--- INFORMATION PROVIDED ---

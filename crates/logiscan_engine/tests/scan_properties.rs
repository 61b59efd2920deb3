use logiscan_engine::{
    normalize, Domain, DomainEvaluator, Predicate, PredicateType, QuantifierKind,
};
use proptest::prelude::*;

const FRAGMENTS: &[&str] = &[
    "x", "y", "1", "2.5", " ", "  ", "<", "<=", ">", ">=", "=", "==", "≠", "≤", "≥", "∧", "∨",
    "¬", "→", "↔", "(", ")", "∀x ", "∃y ", "forall t. ", ":", "+", "*", " and ", " or ", "not ",
    "sin(", ",",
];

fn arb_notation() -> impl Strategy<Value = String> {
    prop::collection::vec(prop::sample::select(FRAGMENTS), 0..14).prop_map(|parts| parts.concat())
}

fn arb_predicate() -> impl Strategy<Value = String> {
    prop_oneof![
        (-10i32..10).prop_map(|a| format!("x > {a}")),
        (-10i32..10, 0i32..8).prop_map(|(a, w)| format!("x < {a} or x > {}", a + w)),
        (1i32..6, -3i32..3).prop_map(|(k, c)| format!("sin(x / {k}) > {c} / 4")),
        (2i32..5).prop_map(|m| format!("x % {m} == 0")),
        (-5i32..5).prop_map(|c| format!("1 / (x - {c}) > 0")),
        (-3i32..3, 0i32..3).prop_map(|(a, w)| format!("{a} <= x and x <= {}", a + w)),
    ]
}

// Integer bounds with a unit step keep the strict and tolerant grids identical.
fn arb_integer_domain() -> impl Strategy<Value = Domain> {
    (-20i32..0, 1i32..40).prop_map(|(min, len)| Domain::new(f64::from(min), f64::from(min + len), 1.0))
}

fn compile(src: &str) -> Predicate {
    Predicate::compile(src, false, "x").unwrap()
}

fn point_truths(ev: &DomainEvaluator, p: &Predicate, d: &Domain) -> Vec<(f64, bool)> {
    ev.sample(p, d).into_iter().map(|s| (s.x, s.value.is_true())).collect()
}

proptest! {
    #[test]
    fn normalize_is_idempotent(text in arb_notation()) {
        let once = normalize(&text);
        prop_assert_eq!(normalize(&once), once.clone(), "input: {:?}", text);
    }

    #[test]
    fn normalized_text_has_no_logic_glyphs(text in arb_notation()) {
        let out = normalize(&text);
        prop_assert!(!out.contains(['∀', '∃', '∧', '∨', '¬', '→', '↔', '≠', '≤', '≥']), "{}", out);
    }

    #[test]
    fn segments_reconstruct_point_sequence(src in arb_predicate(), domain in arb_integer_domain()) {
        let ev = DomainEvaluator::default();
        let p = compile(&src);
        let segments = ev.truth_segments(&p, &domain);

        for (x, truth) in point_truths(&ev, &p, &domain) {
            let covered = segments.iter().any(|s| s.start <= x && x <= s.end);
            prop_assert_eq!(covered, truth, "{} at x = {}", src, x);
        }
        for pair in segments.windows(2) {
            prop_assert!(pair[0].end < pair[1].start);
        }
        for s in &segments {
            prop_assert!(s.start <= s.end);
        }
    }

    #[test]
    fn classification_agrees_with_segments(src in arb_predicate(), domain in arb_integer_domain()) {
        let ev = DomainEvaluator::default();
        let p = compile(&src);
        let segments = ev.truth_segments(&p, &domain);
        let covers_all = segments.len() == 1
            && segments[0].start == domain.min
            && segments[0].end == domain.max;

        let expected = if segments.is_empty() {
            PredicateType::AlwaysFalse
        } else if covers_all {
            PredicateType::AlwaysTrue
        } else {
            PredicateType::Satisfiable
        };
        prop_assert_eq!(ev.classify(&p, &domain), expected, "{}", src);
    }

    #[test]
    fn quantifiers_fold_point_values(src in arb_predicate(), domain in arb_integer_domain()) {
        let ev = DomainEvaluator::default();
        let p = compile(&src);
        let truths: Vec<bool> = point_truths(&ev, &p, &domain).into_iter().map(|(_, t)| t).collect();

        let all = !truths.is_empty() && truths.iter().all(|t| *t);
        let any = truths.iter().any(|t| *t);
        prop_assert_eq!(ev.evaluate_quantified(&p, QuantifierKind::Universal, &domain), all);
        prop_assert_eq!(ev.evaluate_quantified(&p, QuantifierKind::Existential, &domain), any);
    }
}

---

**EXERCISE DIRECTIONS:**
Your task is to copy exactly, and only, the lines from the line with "PredicateType::AlwaysTrue" through the last line of the entries, both included.

**RESPONSE FOR THIS EXERCISE:**
            PredicateType::AlwaysTrue
        } else {
            PredicateType::Satisfiable
        };
        prop_assert_eq!(ev.classify(&p, &domain), expected, "{}", src);
    }

    #[test]
    fn quantifiers_fold_point_values(src in arb_predicate(), domain in arb_integer_domain()) {
        let ev = DomainEvaluator::default();
        let p = compile(&src);
        let truths: Vec<bool> = point_truths(&ev, &p, &domain).into_iter().map(|(_, t)| t).collect();

        let all = !truths.is_empty() && truths.iter().all(|t| *t);
        let any = truths.iter().any(|t| *t);
        prop_assert_eq!(ev.evaluate_quantified(&p, QuantifierKind::Universal, &domain), all);
        prop_assert_eq!(ev.evaluate_quantified(&p, QuantifierKind::Existential, &domain), any);
    }
}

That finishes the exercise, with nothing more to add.